ええっと、時間と速さが大きくなったら距離も大きくなるはずだから……

500メートル!! A子さん、500メートルも歩いたんだ!!」

 

「まあA子さんが何メートル歩こうが僕らの人生には関係ないけどね」

 

「うーん。A子さん、頑張って歩いたかもしれないし。

……これって逆に、家と学校の距離がわかったら遅刻しないギリギリの速さがわかるってこと?」

 

「まあそうなるね」

 

「やってみよう!! 私の家と学校の距離が……えーっと……25メートルプール10個分くらい……

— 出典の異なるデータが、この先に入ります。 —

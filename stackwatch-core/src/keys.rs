//! Byte-level keyboard decoding for raw-mode terminals.
//!
//! Arrow keys arrive as `ESC [ A` (or `ESC O A` in application mode). The
//! decoder is fed one byte at a time; when a sequence stalls the caller
//! waits a few milliseconds and then calls [`KeyDecoder::flush`], which hands
//! back whatever was collected.

#[derive(Clone, Debug, PartialEq, Eq)]
pub enum Key {
    Up,
    Down,
    Left,
    Right,
    Enter,
    Escape,
    CtrlC,
    Char(char),
    /// A sequence the decoder does not know, bytes as received
    Unknown(Vec<u8>),
}

#[derive(Clone, Copy, Debug, Default, PartialEq, Eq)]
enum DecodeState {
    #[default]
    Idle,
    Escape,
    EscapeBracket,
}

#[derive(Debug, Default)]
pub struct KeyDecoder {
    state: DecodeState,
    pending: Vec<u8>,
}

impl KeyDecoder {
    pub fn new() -> Self {
        Self::default()
    }

    /// Waiting for the rest of an escape sequence
    pub fn is_pending(&self) -> bool {
        self.state != DecodeState::Idle
    }

    pub fn feed(&mut self, byte: u8) -> Option<Key> {
        match self.state {
            DecodeState::Idle => match byte {
                0x1b => {
                    self.state = DecodeState::Escape;
                    self.pending.push(byte);
                    None
                }
                0x03 => Some(Key::CtrlC),
                b'\r' | b'\n' => Some(Key::Enter),
                0x20..=0x7e => Some(Key::Char(byte as char)),
                _ => Some(Key::Unknown(vec![byte])),
            },
            DecodeState::Escape => {
                self.pending.push(byte);
                if byte == b'[' || byte == b'O' {
                    self.state = DecodeState::EscapeBracket;
                    None
                } else {
                    Some(self.finish_unknown())
                }
            }
            DecodeState::EscapeBracket => {
                self.pending.push(byte);
                let key = match byte {
                    b'A' => Key::Up,
                    b'B' => Key::Down,
                    b'C' => Key::Right,
                    b'D' => Key::Left,
                    // Parameter bytes of a longer CSI sequence
                    b'0'..=b'9' | b';' => return None,
                    _ => return Some(self.finish_unknown()),
                };
                self.reset();
                Some(key)
            }
        }
    }

    /// Resolve a stalled sequence: a lone ESC is the Escape key, anything
    /// longer comes back raw
    pub fn flush(&mut self) -> Option<Key> {
        match self.state {
            DecodeState::Idle => None,
            DecodeState::Escape => {
                self.reset();
                Some(Key::Escape)
            }
            DecodeState::EscapeBracket => Some(self.finish_unknown()),
        }
    }

    fn finish_unknown(&mut self) -> Key {
        let bytes = std::mem::take(&mut self.pending);
        self.state = DecodeState::Idle;
        Key::Unknown(bytes)
    }

    fn reset(&mut self) {
        self.pending.clear();
        self.state = DecodeState::Idle;
    }
}

#[cfg(test)]
mod tests {
    use super::*;

    fn decode(bytes: &[u8]) -> Vec<Key> {
        let mut decoder = KeyDecoder::new();
        let mut keys: Vec<Key> = bytes.iter().filter_map(|b| decoder.feed(*b)).collect();
        keys.extend(decoder.flush());
        keys
    }

    #[test]
    fn test_plain_characters() {
        assert_eq!(
            decode(b"jq"),
            vec![Key::Char('j'), Key::Char('q')]
        );
        assert_eq!(decode(&[0x03]), vec![Key::CtrlC]);
        assert_eq!(decode(b"\r"), vec![Key::Enter]);
    }

    #[test]
    fn test_arrow_keys() {
        assert_eq!(decode(b"\x1b[A"), vec![Key::Up]);
        assert_eq!(decode(b"\x1b[B"), vec![Key::Down]);
        assert_eq!(decode(b"\x1bOC"), vec![Key::Right]);
        assert_eq!(decode(b"\x1b[D\x1b[A"), vec![Key::Left, Key::Up]);
    }

    #[test]
    fn test_lone_escape_resolves_on_flush() {
        let mut decoder = KeyDecoder::new();
        assert_eq!(decoder.feed(0x1b), None);
        assert!(decoder.is_pending());
        assert_eq!(decoder.flush(), Some(Key::Escape));
        assert!(!decoder.is_pending());
    }

    #[test]
    fn test_partial_sequence_returned_as_is() {
        assert_eq!(decode(b"\x1b["), vec![Key::Unknown(b"\x1b[".to_vec())]);
        assert_eq!(decode(b"\x1bx"), vec![Key::Unknown(b"\x1bx".to_vec())]);
        assert_eq!(decode(b"\x1b[Z"), vec![Key::Unknown(b"\x1b[Z".to_vec())]);
    }

    #[test]
    fn test_long_csi_sequence_is_unknown() {
        // Delete key: ESC [ 3 ~
        assert_eq!(decode(b"\x1b[3~k"), vec![Key::Unknown(b"\x1b[3~".to_vec()), Key::Char('k')]);
    }

    #[test]
    fn test_decoder_recovers_after_unknown() {
        assert_eq!(
            decode(b"\x1b[Zj\x1b[B"),
            vec![Key::Unknown(b"\x1b[Z".to_vec()), Key::Char('j'), Key::Down]
        );
    }
}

短いかなあ。半分の曲がり角がそれくらいだから20個として……500メートル!!」

 

私はひっ算でノートに書いた500という数字を真赤ちゃんに見せた。

 

「朝のドラマを見てたらうっかりホームルームまで残り5分として……」

 

「うん、もっと早く出た方がいい」

 

「距離が500メートルだから5で割って……1分間に100メートルの速さなら遅刻しない!!

……これくらいかな?」

 

私は休憩室の机の周りをぐるぐると早歩きで回った。

真赤ちゃんは真顔で私を見ている。

 

「秒速になおした方がわかりすいかも。

60で割ると三分の五だから切り捨てで1.66メートル。

僕らの身長より高いくらいだね」

 

「じゃあ、これくらいだね!!」

 

私は手を軽く振ってさっきより勢いよく真赤ちゃんの周囲をぐるぐると回った。

当の真赤ちゃんの顔が真顔から苦笑いに変わる。

 

「やっぱり、もっと早く出た方がいい」

 

「えへへ……」

 

私は席に座るとそのまま他の問題も解いていった。

今回の宿題は全部この応用だったから自分でも驚くくらい解けてしまった。

 

私は改めて真赤ちゃんに感謝するのだった。

 

「真赤ちゃんありがとう!! 今は持ってないけど今度グミあげるね!!」

 

「別にいいよ。親からちょっとしたものでも貸し借りはするなって言われてるし」

 

「あ……そっかあ……」

 

「そんな顔しないでよ。……さっきも言ったけど真田さんは異動願い書くの手伝ってくれてるから、それでチャラ」

 

「……うん」

 

異動願い。

本来は職員さんが別の部署に移りたい時に書くものらしいんだけど、

真赤ちゃんはその用紙をコピーして別チームに移りたい旨を書いて博士に送り続けている。

 

最近は私もそれを手伝っている。

理由の欄くらいしか工夫できそうなところがないから、そこだけだけど。

少しでも真赤ちゃんの力になれたら、と思ってだった。

 

「僕が言うのもなんだけどさ、いいの?」

 

「え? 何が」

 

「僕が抜けたら2人になっちゃうでしょ、Cチーム」

 

「えーっと、うん。でも私がもっと頑張ればなんとかなるかなって。

花ちゃんもすごいし」

 

「その伊藤さんと2人なのがいろいろと……まあいいや」

 

「?」

 

真赤ちゃんの言わんとしていることはわからないが、

心配してくれているのはわかった。

でも大丈夫だ。

私はその人がいるべき場所にいるのが一番だと思うから。

 

「……あ!! ちょっとごめんね真田さん!!」

 

真赤ちゃんは弾かれたように立ち上がると、そのまま休憩室から出ていった。

窓から見えた何人かの人影を追っていったのだとすぐわかった。

アルファベット順ではお隣、Dチームの面々だった。

たぶん、今日のお昼パトロールの当番で戻ってきたのだろう。

 

真赤ちゃんはもともとDチームの一員だった。

 

私たちのCチームが今年度は2人しかいなかったので、

急遽、5人いたDチームから真赤ちゃんが移ることになったのだ。

 

窓の外で真赤ちゃんが声をあげて笑っているのがわかった。

照明に照らされた髪色は、5人で赤と青と緑と黄と桃。

まるで窓の枠がキャンバスで、絵画のように鮮やかで綺麗だなと思った。

 

誰がしゃべっているのかわからないくらい会話は盛り上がっているようで、

真赤ちゃんはずっと笑顔だった。

 

 

――よし。

 

 

その光景を見て私は真赤ちゃんの異動を成就させてあげようと心の中で誓うのだった。